黒田も日本復帰に際してはNPBに適応するためにモデルチェンジはしただろうが、彼の編み出した投球術が日米どちらでも通用するレベルのものだったとも見ることができよう。
2013年の「24勝0敗」とは違うスタイルか
田中も黒田同様、制球力と落ちる変化球で安定感のある投球を続けてきた。田中の投球術が今季、NPBでも通用する可能性は大いにある。
ただし渡米前の2013年に田中が見せた24勝0敗212回、防御率1.27という歴史的快投とは、大きく異なるスタイルではあろう。

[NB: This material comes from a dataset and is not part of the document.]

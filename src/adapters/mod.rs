// Adapters layer: concrete implementations of the domain ports.

pub mod fixture;

pub use fixture::FixtureOracle;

2年契約とはなったが、2年後でも田中は34歳。MLBへの復帰を目指している可能性はある。そのためにもNPBで好成績を挙げる必要がある。そういう意味でも慣れない環境に素早く適応して、エースとしての数字を残すことは必須だ。「好成績を挙げて当たり前」という期待感がプレッシャーになることも考えられる。
ただ楽天の石井一久監督は、ドジャースで2度2ケタ勝利を挙げ、NPB復帰後も上記のように即2ケタ勝利を挙げた実績がある。田中にとってはこれ以上ないアドバイスができる指揮官と言えるだろう。
新型コロナ禍ではあるが、NPBに新しい楽しみが増えた。田中将大の7年ぶりのマウンドを楽しみに待ちたい。